Archives

December 2007

Red Light. Green Light

Life is like …

It’s a game I like to play regularly. Figuring out new analogies to give life. The most famous one of course, given compliments to Forest Gump, is “Life is like a box of chocolates, you never know what your going to get.” Although thoughtful, I have to disagree completely. Chocolate is edible, and any chocolate that goes into a box of chocolates that one would actually buy is good for human consumption. Needless to say, some days if turned into chocolate wouldn’t be fit for human consumption, not even worthy for your worst enemy.

Luckily for me life has given me a box full of white chocolate. My favorite! In times like these, I’m ok with the chocolate analogy. However, there will be a day when this chocolate analogy will no longer be complete, and I figure that day is steadily approaching.

For me recently, it’s been the game Red Light, Green Light. Running as far and as fast as you can, then without warning, Red Light. Slamming on the brakes, unable to stop ….

After much debate with myself(yes, I can debate with myself) I’ve determined that my life will no longer consist of Red Lights. I’m tired of stopping, I’m tired waiting, I just want to get where I want and need to be. There is nothing, absolutely nothing that can stop me.

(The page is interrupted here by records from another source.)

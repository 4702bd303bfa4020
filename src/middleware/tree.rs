//! Middleware trie keyed by path prefix.

use std::sync::Arc;

use crate::middleware::BoxedMiddleware;
use crate::trie::{Linear, Node};

type MiddlewareList = Vec<BoxedMiddleware>;

/// Path-scoped middleware, shared by every method.
///
/// Segments are matched literally: scoping is by static prefix, so middleware
/// registered under `/users/:id` only applies to a request whose path really
/// contains the segment `:id`.
#[derive(Default)]
pub struct MiddlewareTree {
    root: Node<MiddlewareList>,
}

/// A node of a [`MiddlewareTree`], returned by registration so deeper scopes
/// can be added fluently.
pub struct MiddlewareNode<'t> {
    node: &'t mut Node<MiddlewareList>,
}

impl MiddlewareNode<'_> {
    /// Appends middleware to this node.
    pub fn register(&mut self, middleware: BoxedMiddleware) -> &mut Self {
        self.node.value.push(middleware);
        self
    }

    /// Descends to `pattern` below this node, creating it if needed, and
    /// appends `middlewares` there.
    pub fn insert(
        self,
        pattern: &str,
        middlewares: impl IntoIterator<Item = BoxedMiddleware>,
    ) -> Self {
        let node = self.node.insert_path(pattern);
        node.value.extend(middlewares);
        MiddlewareNode { node }
    }

    pub fn len(&self) -> usize {
        self.node.value.len()
    }

    pub fn is_empty(&self) -> bool {
        self.node.value.is_empty()
    }
}

impl MiddlewareTree {
    pub fn new() -> Self {
        Self::default()
    }

    /// Appends global middleware at the root; it runs for every request.
    pub fn register(&mut self, middleware: BoxedMiddleware) -> &mut Self {
        self.root.value.push(middleware);
        self
    }

    /// Appends `middlewares` at `pattern` and returns that node.
    ///
    /// `""` and `"/"` both mean the root.
    pub fn insert(
        &mut self,
        pattern: &str,
        middlewares: impl IntoIterator<Item = BoxedMiddleware>,
    ) -> MiddlewareNode<'_> {
        MiddlewareNode { node: &mut self.root }.insert(pattern, middlewares)
    }

    /// Collects every middleware registered on a prefix of `path`.
    ///
    /// Root middleware comes first, then each deeper prefix in order, each
    /// node's list in registration order. The walk stops quietly at the first
    /// segment without a child, so this never fails.
    pub fn search(&self, path: &str) -> Vec<&BoxedMiddleware> {
        let mut found = Vec::new();
        self.root.walk_prefix(path, |node| found.extend(node.value.iter()));
        found
    }

    /// Every `(path, middleware)` pair, depth-first. A node with several
    /// middlewares yields one pair per middleware, in registration order.
    pub fn linearize(&self) -> Vec<Linear<BoxedMiddleware>> {
        self.root
            .linearize()
            .into_iter()
            .flat_map(|(path, list)| {
                list.iter().map(move |mw| Linear { path: path.clone(), value: Arc::clone(mw) })
            })
            .collect()
    }
}
//! HTTP method as a closed, typed enum.
//!
//! Only the nine RFC 9110 methods get a route tree. Anything else is rejected
//! at registration time with [`Error::UnsupportedMethod`] and answered with
//! `405 Method Not Allowed` at request time, before routing runs.

use std::fmt;
use std::str::FromStr;

use crate::error::Error;

/// A supported HTTP method.
#[derive(Clone, Copy, Debug, Eq, Hash, PartialEq, PartialOrd, Ord)]
pub enum Method {
    Get,
    Post,
    Put,
    Patch,
    Delete,
    Head,
    Options,
    Trace,
    Connect,
}

impl Method {
    /// Every supported method, in the order the router allocates its tries.
    pub const ALL: [Method; 9] = [
        Self::Get,
        Self::Post,
        Self::Put,
        Self::Patch,
        Self::Delete,
        Self::Head,
        Self::Options,
        Self::Trace,
        Self::Connect,
    ];

    /// Returns the uppercase wire representation (e.g. `"GET"`).
    pub fn as_str(self) -> &'static str {
        match self {
            Self::Get     => "GET",
            Self::Post    => "POST",
            Self::Put     => "PUT",
            Self::Patch   => "PATCH",
            Self::Delete  => "DELETE",
            Self::Head    => "HEAD",
            Self::Options => "OPTIONS",
            Self::Trace   => "TRACE",
            Self::Connect => "CONNECT",
        }
    }

    pub(crate) fn index(self) -> usize {
        self as usize
    }
}

/// Parses an uppercase method string. Case-sensitive per RFC 9110 §9.1.
impl FromStr for Method {
    type Err = Error;

    fn from_str(s: &str) -> Result<Self, Self::Err> {
        match s {
            "GET"     => Ok(Self::Get),
            "POST"    => Ok(Self::Post),
            "PUT"     => Ok(Self::Put),
            "PATCH"   => Ok(Self::Patch),
            "DELETE"  => Ok(Self::Delete),
            "HEAD"    => Ok(Self::Head),
            "OPTIONS" => Ok(Self::Options),
            "TRACE"   => Ok(Self::Trace),
            "CONNECT" => Ok(Self::Connect),
            other     => Err(Error::UnsupportedMethod(other.to_owned())),
        }
    }
}

impl TryFrom<&http::Method> for Method {
    type Error = Error;

    fn try_from(method: &http::Method) -> Result<Self, Self::Error> {
        method.as_str().parse()
    }
}

impl From<Method> for http::Method {
    fn from(method: Method) -> Self {
        match method {
            Method::Get     => http::Method::GET,
            Method::Post    => http::Method::POST,
            Method::Put     => http::Method::PUT,
            Method::Patch   => http::Method::PATCH,
            Method::Delete  => http::Method::DELETE,
            Method::Head    => http::Method::HEAD,
            Method::Options => http::Method::OPTIONS,
            Method::Trace   => http::Method::TRACE,
            Method::Connect => http::Method::CONNECT,
        }
    }
}

impl fmt::Display for Method {
    fn fmt(&self, f: &mut fmt::Formatter<'_>) -> fmt::Result {
        f.write_str(self.as_str())
    }
}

No more red lights in this traffic jam we call life. Only detours. Detours that allow me to have the foot on the accelerator the entire time and while I’m at it, I may even rip out my rear view mirror. No need to look back.

So as my box full of white chocolate empties, a new analogy will fill it’s place. Green Light and as the new year steadily approaches.

Game On.

Blogged with Flock

Tags: , , , , ,

Like the fool who is drowning

These last four days for me have been very therapeutic. I’ve been sleeping soundly, I’ve been working out and I even got the chance to get back on my bike yesterday which is always a great form of therapy for me. I’ve snapped a ton of photos, most of which made me smile as I watched a couple of geese and ducks take food from my hand, and pose for a few photographs of mine. Both couples that came up to me were very sweet to me.

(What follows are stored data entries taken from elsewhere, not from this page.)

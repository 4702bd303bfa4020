//! The application value: routes, middleware, context pool and options.

use std::sync::Arc;

use ipnet::IpNet;

use crate::context::Context;
use crate::error::Error;
use crate::error_handler::{ErrorHandler, default_error_handler};
use crate::handler::{BoxError, Handler};
use crate::ip::ProxyTrust;
use crate::leaf::Leaf;
use crate::method::Method;
use crate::middleware::{Middleware, MiddlewareNode, MiddlewareTree};
use crate::options::Options;
use crate::path;
use crate::pool::ContextPool;
use crate::router::Router;

/// An application under construction, and later the thing that serves it.
///
/// Everything is registered through `&mut self` before the app is handed to
/// [`Server::serve`](crate::Server::serve). Apps are plain values: several
/// can live in one process, which is what the tests do.
///
/// ```rust
/// use http::StatusCode;
/// use sprout::{App, handler_fn, middleware};
///
/// let mut app = App::new();
/// app.register(middleware::trace());
/// app.get("/users/:id", handler_fn(|ctx| Box::pin(async move {
///     let id = ctx.path_param("id").unwrap_or_default().to_owned();
///     ctx.text(StatusCode::OK, id)
/// })))
/// .unwrap();
/// ```
pub struct App {
    pub(crate) router: Router,
    pub(crate) middlewares: MiddlewareTree,
    pub(crate) pool: ContextPool,
    pub(crate) options: Options,
    pub(crate) proxy_trust: Arc<ProxyTrust>,
    pub(crate) error_handler: ErrorHandler,
}

impl App {
    pub fn new() -> Self {
        Self::with_options(Options::default())
    }

    pub fn with_options(options: Options) -> Self {
        Self {
            router: Router::new(),
            middlewares: MiddlewareTree::new(),
            pool: ContextPool::new(options.pool_capacity),
            proxy_trust: Arc::new(ProxyTrust::from(&options)),
            options,
            error_handler: Arc::new(default_error_handler),
        }
    }

    pub fn config(&self) -> &Options {
        &self.options
    }

    /// Whether private-range hops in `X-Forwarded-For` are trusted proxies.
    pub fn set_trust_private_ip(&mut self, flag: bool) {
        self.options.trust_private_ip = flag;
        self.proxy_trust = Arc::new(ProxyTrust::from(&self.options));
    }

    /// Trusts `range` as proxies when resolving [`Context::real_ip`].
    pub fn trust_proxy_range(&mut self, range: IpNet) {
        self.options.trusted_proxies.push(range);
        self.proxy_trust = Arc::new(ProxyTrust::from(&self.options));
    }

    pub fn router(&self) -> &Router {
        &self.router
    }

    pub fn middlewares(&self) -> &MiddlewareTree {
        &self.middlewares
    }

    // ── Routes ───────────────────────────────────────────────────────────────

    /// Registers a handler for a method given by name. See [`Router::add`].
    pub fn add(&mut self, method: &str, path: &str, handler: impl Handler) -> Result<(), Error> {
        self.router.add(method, path, handler)
    }

    pub fn on(&mut self, method: Method, path: &str, handler: impl Handler) -> Result<(), Error> {
        self.router.on(method, path, handler)
    }

    pub fn get(&mut self, path: &str, handler: impl Handler) -> Result<(), Error> {
        self.router.get(path, handler)
    }

    pub fn post(&mut self, path: &str, handler: impl Handler) -> Result<(), Error> {
        self.router.post(path, handler)
    }

    pub fn put(&mut self, path: &str, handler: impl Handler) -> Result<(), Error> {
        self.router.put(path, handler)
    }

    pub fn patch(&mut self, path: &str, handler: impl Handler) -> Result<(), Error> {
        self.router.patch(path, handler)
    }

    pub fn delete(&mut self, path: &str, handler: impl Handler) -> Result<(), Error> {
        self.router.delete(path, handler)
    }

    pub fn head(&mut self, path: &str, handler: impl Handler) -> Result<(), Error> {
        self.router.head(path, handler)
    }

    pub fn options(&mut self, path: &str, handler: impl Handler) -> Result<(), Error> {
        self.router.options(path, handler)
    }

    pub fn trace(&mut self, path: &str, handler: impl Handler) -> Result<(), Error> {
        self.router.trace(path, handler)
    }

    pub fn connect(&mut self, path: &str, handler: impl Handler) -> Result<(), Error> {
        self.router.connect(path, handler)
    }

    /// Whether a request for `method` and `path` would reach a handler.
    pub fn check(&self, method: &http::Method, path: &str) -> bool {
        self.router
            .routes_by_method(method)
            .and_then(|trie| trie.search(path).0)
            .is_some_and(|route| route.handler().is_some())
    }

    /// Every registered `(method, path)`, sorted.
    pub fn routes(&self) -> Vec<(Method, String)> {
        self.router.routes()
    }

    // ── Middleware ───────────────────────────────────────────────────────────

    /// Adds middleware that runs for every routed request.
    pub fn register(&mut self, middleware: impl Middleware) -> &mut Self {
        self.middlewares.register(middleware.into_boxed_middleware());
        self
    }

    /// Adds middleware that runs for every routed request whose path starts
    /// with the segments of `path`, and returns that node for deeper scopes.
    pub fn combine(&mut self, path: &str, middleware: impl Middleware) -> MiddlewareNode<'_> {
        self.middlewares.insert(path, [middleware.into_boxed_middleware()])
    }

    // ── Composition ──────────────────────────────────────────────────────────

    /// Opens a route group under `base`.
    ///
    /// ```rust
    /// use http::StatusCode;
    /// use sprout::{App, handler_fn};
    ///
    /// let mut app = App::new();
    /// app.leaf("/users", |users| {
    ///     users.get("/", handler_fn(|ctx| Box::pin(async move { ctx.text(StatusCode::OK, "all") })))?;
    ///     users.get("/:id", handler_fn(|ctx| Box::pin(async move { ctx.no_content() })))
    /// })
    /// .unwrap();
    /// assert_eq!(app.routes().len(), 2);
    /// ```
    pub fn leaf<F>(&mut self, base: &str, build: F) -> Result<(), Error>
    where
        F: FnOnce(&mut Leaf<'_>) -> Result<(), Error>,
    {
        let base = path::join(base, "")?;
        build(&mut Leaf::new(self, base))
    }

    /// Moves every route and middleware of `other` into `self`.
    ///
    /// Stops at the first route that conflicts with one already registered
    /// here; routes merged before it stay merged.
    pub fn merge(&mut self, other: App) -> Result<(), Error> {
        for method in Method::ALL {
            for (path, handler) in other.router.linearize(method) {
                self.router.on(method, &path, handler)?;
            }
        }
        for entry in other.middlewares.linearize() {
            self.middlewares.insert(&entry.path, [entry.value]);
        }
        Ok(())
    }

    /// Replaces the [default error handler](default_error_handler).
    pub fn set_error_handler<F>(&mut self, handler: F) -> &mut Self
    where
        F: Fn(BoxError, &mut Context) + Send + Sync + 'static,
    {
        self.error_handler = Arc::new(handler);
        self
    }
}

impl Default for App {
    fn default() -> Self {
        Self::new()
    }
}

I also started Phase 1. Phase 1 of what you ask? I’m learning how to cook! Ok, not really, but I’m going to start to cook more because I find it to be relaxing and who doesn’t like food? My first concoction was that of banana bread. I was just craving it, so what do you know, I went out and bought a couple mixes of it. It turned out really well, and I felt very accomplished after doing so. However, it was pretty expensive. I had to buy all the grease, pot holders, pots, pans, spoons, measuring cups ect … totaling about 40$ worth of materials to create the bread. Well worth it though. I’m not sure what Phase 2 involves but I have a feeling it’ll involve a cookbook at least.

It was funny because I picked up the bread batter first, and then read the instructions. “Mix 2 eggs, 1 cup of milk into a large bowl …”. Ok, I need a mixer, eggs, milk, measuring cups and a large bowl. “Mix about 75 strokes, then empty into a bread pan.” Ok, I need something to empty it, and a bread pan. Check. “Place in oven until center is cooked(use a toothpick or sharp knife to determine this).” Ok, I need an oven, whew! Already have one … and toothpicks. Easy enough …

Oh, and I had to have some hot coco. Yummy.

Anyways, that was my cooking adventure. I’ve just been relaxing not doing much the past few weeks which is very good for the soul. Anytime you can say, “Fuck it, I’m going to watch movies all day today and it doesn’t matter”. It’s a good sign.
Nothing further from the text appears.